LAS RUTINAS DEL DIARIO VIVIR

(Alfonso LOBITO Amaya)

 

El hombre, sobre la faz de la tierra, está sometido a una seria de rutinas de las cuales no se puede salir, porque no es el hombre quien decide sino las circunstancias, también llamadas destino.

La primera rutina: darle la vuelta al sol. Nueve billones de los bípedos humanos, diseminados en 240 países, trepados en un planeta dándole la vuelta al sol. ¡Dele la vuelta al sol!, ¡Dele le vuelta al sol! ¡Dele la vuelta al sol!...en una nave espacial que no tiene motores, que no contamina y que se desplaza silenciosa por el espacio sideral a una velocidad de más de cien mil kilómetros por hora. Lo ingenuo es que el hombre a cada vuelta alrededor del sol lo llama: ¡año!…? El ser humano al movimiento (vuelta alrededor del sol) lo llama ¡tiempo! Así como la masa y la energía no son dos cosas (E=MC2), ya que la masa es energía condensada, igual va con el espacio y el tiempo. El tiempo y el espacio son una sola cosa (Teoría de la Relatividad). La humedad y el agua no son dos cosas, no se puede poner el agua en un lado y la humedad en otro, ya que la humedad es una característica del agua; así el tiempo es una propiedad del espacio. Sin espacio no existe el tiempo, pero el ser humano, al movimiento (vuelta alrededor del sol) le llama tiempo. De todas maneras todos estamos trepados en un planeta en la rutina de darle la vuelta al sol… ¿No está de acuerdo con esta rutina?…Pues… ¡pare el planeta y bájese a ver si puede! Que los científicos, con el tiempo nos van a llevar a Marte…si esto sucede la rutina seguirá igual: ¡dele la vuelta al sol desde Marte!

La segunda rutina: el dinero: ¡consiga el dinero—gaste el dinero!…¡consiga el dinero—gaste el dinero!… ¡consiga el dinerogaste el dinero!…y si la persona lo acumula y no se lo gasta, luego, cuando muere, vienen los herederos y se lo gastan y !la rutina continua! Observe usted que hace todos los días: se levanta a conseguir el dinero, de la forma que sea: lícita o ilícitamente para luego gastárselo. Los pensionados hacen los mismo: cogen el dinero de la pensión y se lo gastan y si no les alcanza, pues a prestar se dijo. Todos nos levantamos a lo mismo: ¡conseguir el dinero! Todas las actividades que el hombre hace sobre la tierra son para conseguir el dinero y luego gastárselo. Piense por un momento esto: ¡si mañana nos levantáramos y nos encontráramos con la noticia que el dinero ha desaparecido de la faz de la tierra…¿qué nos pondríamos a hacer los seres humanos?…¡El dinero es la principal entretención del ser humano!

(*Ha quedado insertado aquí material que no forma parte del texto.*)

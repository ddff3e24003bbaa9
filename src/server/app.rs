use axum::Router;
use tower_http::{
    cors::{Any, CorsLayer},
    trace::TraceLayer,
};

use crate::api::api_routes;
use crate::database::Service;

use super::AppState;

pub fn create_app<S>(state: AppState<S>) -> Router
where
    S: Service + 'static,
{
    // CORS configuration
    let cors = CorsLayer::new()
        .allow_origin(Any)
        .allow_methods(Any)
        .allow_headers(Any);

    Router::new()
        .merge(api_routes::<S>())
        // Add middleware
        .layer(TraceLayer::new_for_http())
        .layer(cors)
        // Add state
        .with_state(state)
}
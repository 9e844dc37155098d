//! Configuration management
//!
//! This module handles loading and managing configuration from
//! TOML files and CLI arguments.

use log::{debug, warn};
use serde::{Deserialize, Serialize};
use std::fs;
use std::path::{Path, PathBuf};

use crate::core::constants::{config_files, log_files, output_formats};
use crate::core::error::{EvalError, Result};

#[derive(Debug, Clone, Serialize, Deserialize)]
#[serde(default)]
pub struct Config {
    /// Directory the aggregated TSV tables are written to
    pub output_dir: Option<String>,

    /// First file name segment of experiment logs
    pub log_prefix: Option<String>,

    /// Show a progress bar while scanning logs
    pub show_progress: Option<bool>,

    /// Output format of the significance result (text, json)
    pub output_format: Option<String>,

    /// Enable verbose logging
    pub verbose: Option<bool>,
}

impl Default for Config {
    fn default() -> Self {
        Self {
            output_dir: Some(config_files::DEFAULT_OUTPUT_DIR.to_string()),
            log_prefix: Some(log_files::DEFAULT_PREFIX.to_string()),
            show_progress: Some(true),
            output_format: Some(output_formats::DEFAULT.to_string()),
            verbose: Some(false),
        }
    }
}

impl Config {
    /// Load configuration from file
    pub fn load_from_file<P: AsRef<Path>>(path: P) -> Result<Self> {
        let path = path.as_ref();
        let content = fs::read_to_string(path).map_err(|e| {
            EvalError::Config(format!(
                "Could not read config file '{}': {}",
                path.display(),
                e
            ))
        })?;

        let config: Config = toml::from_str(&content).map_err(|e| {
            EvalError::Config(format!(
                "Invalid TOML in config file '{}': {}",
                path.display(),
                e
            ))
        })?;

        config.validate()?;
        Ok(config)
    }

    /// Try to find and load a config file in standard locations
    pub fn load_from_standard_locations() -> Self {
        Self::load_from_dir(Path::new("."))
    }

    /// Load the first valid config file in `dir` or up to
    /// `MAX_PARENT_LEVELS` of its parents, else the defaults.
    ///
    /// A file that exists but does not load is skipped with a warning.
    pub fn load_from_dir(dir: &Path) -> Self {
        for i in 0..=config_files::MAX_PARENT_LEVELS {
            let path = dir.join("../".repeat(i)).join(config_files::FILE_NAME);
            if !path.is_file() {
                continue;
            }
            match Self::load_from_file(&path) {
                Ok(config) => {
                    debug!("Loaded config from {}", path.display());
                    return config;
                }
                Err(e) => warn!("Ignoring config file '{}': {e}", path.display()),
            }
        }

        Self::default()
    }

    /// Merge this config with CLI arguments (CLI takes precedence)
    pub fn merge_with_cli(&mut self, cli_config: &CliConfig) {
        if let Some(ref output_dir) = cli_config.output_dir {
            self.output_dir = Some(output_dir.clone());
        }
        if let Some(ref output_format) = cli_config.output_format {
            self.output_format = Some(output_format.clone());
        }
        if cli_config.verbose {
            self.verbose = Some(true);
        }
        if cli_config.no_progress || cli_config.quiet {
            self.show_progress = Some(false);
        }
    }

    pub fn output_dir_path(&self) -> PathBuf {
        PathBuf::from(
            self.output_dir
                .as_deref()
                .unwrap_or(config_files::DEFAULT_OUTPUT_DIR),
        )
    }

    pub fn log_prefix(&self) -> &str {
        self.log_prefix
            .as_deref()
            .unwrap_or(log_files::DEFAULT_PREFIX)
    }

    pub fn output_format(&self) -> &str {
        self.output_format
            .as_deref()
            .unwrap_or(output_formats::DEFAULT)
    }

    /// Validate configuration values
    pub fn validate(&self) -> Result<()> {
        if let Some(ref output_dir) = self.output_dir
            && output_dir.trim().is_empty()
        {
            return Err(EvalError::Config(
                "Output directory cannot be empty.".to_string(),
            ));
        }

        if let Some(ref prefix) = self.log_prefix {
            if prefix.is_empty() {
                return Err(EvalError::Config("Log prefix cannot be empty.".to_string()));
            }
            if prefix.contains(log_files::SEGMENT_SEPARATOR) {
                return Err(EvalError::Config(format!(
                    "Log prefix '{prefix}' cannot contain '{}'.",
                    log_files::SEGMENT_SEPARATOR
                )));
            }
        }

        if let Some(ref format) = self.output_format
            && !output_formats::ALL.contains(&format.as_str())
        {
            return Err(EvalError::Config(format!(
                "Invalid output format '{format}'. Expected one of: {}.",
                output_formats::ALL.join(", ")
            )));
        }

        Ok(())
    }
}

/// Configuration options that can come from CLI
#[derive(Debug, Default)]
pub struct CliConfig {
    pub output_dir: Option<String>,    // --output-dir
    pub output_format: Option<String>, // --format

    pub quiet: bool,       // --quiet
    pub verbose: bool,     // --verbose
    pub no_progress: bool, // --no-progress

    pub config_file: Option<String>, // --config
    pub no_config: bool,             // --no-config
}

/// Load configuration from file or standard locations and merge with CLI config
pub fn load_and_merge_config(cli_config: &CliConfig) -> Result<Config> {
    let mut config = if cli_config.no_config {
        Config::default()
    } else if let Some(ref config_file) = cli_config.config_file {
        Config::load_from_file(config_file)?
    } else {
        Config::load_from_standard_locations()
    };

    config.merge_with_cli(cli_config);
    config.validate()?;
    Ok(config)
}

La tercera rutina: cuidar el cuerpo. Todos los días nos levantamos a cuidar el cuerpo: comida para el cuerpo, líquidos para el cuerpo, baño para el cuerpo, medicinas para el cuerpo, ejercicios espirituales para el cuerpo, placer para el cuerpo, deportes para el cuerpo, actividades para el cuerpo etc., ¿y por qué esto?…¡Porque nos dijeron que sólo somos un cuerpo y no la creímos! (No te creas nada hasta tanto no lo verifiques), y como consecuencia funesta de esta creencia ponemos nuestras enormes capacidades mentales e intelectuales al servicio del cuerpo para luego, una vez muerto, llevarlo a cremar o a enterrar… ¡Vaya programa!…¡Vaya rutina!…Toda una vida cuidando el cuerpo para luego cremarlo? Y no sólo esto, además de cuidar nuestro cuerpo nos volvimos también cuidadores de otros cuerpos. Los cuerpos de los hijos, los de nuestros padres y el de la pareja, en fin, la vida se nos va en la rutina de ¡cuidar el cuerpo!…en todos los lugares de esta tierra el ser humano hace los mismo: ¡cuidar el cuerpo para luego cremarlo!

La cuarta rutina: dormir—levantarse–hacer actividad. Trabajar durante el día, dormir por la noche, levantarse al día siguiente. Dormir-levantarse-hacer actividad, llevar el cuerpo a defecar, bañar el cuerpo, vestirse, desayunar y para la calle a realizar alguna actividad, regresar a casa por la noche, llevar el cuerpo a la cama, dormir, despertarse y dele a la rutina: dormir-despertarse-hacer actividad. ¿Podemos salirnos de la rutina dormir-despertar?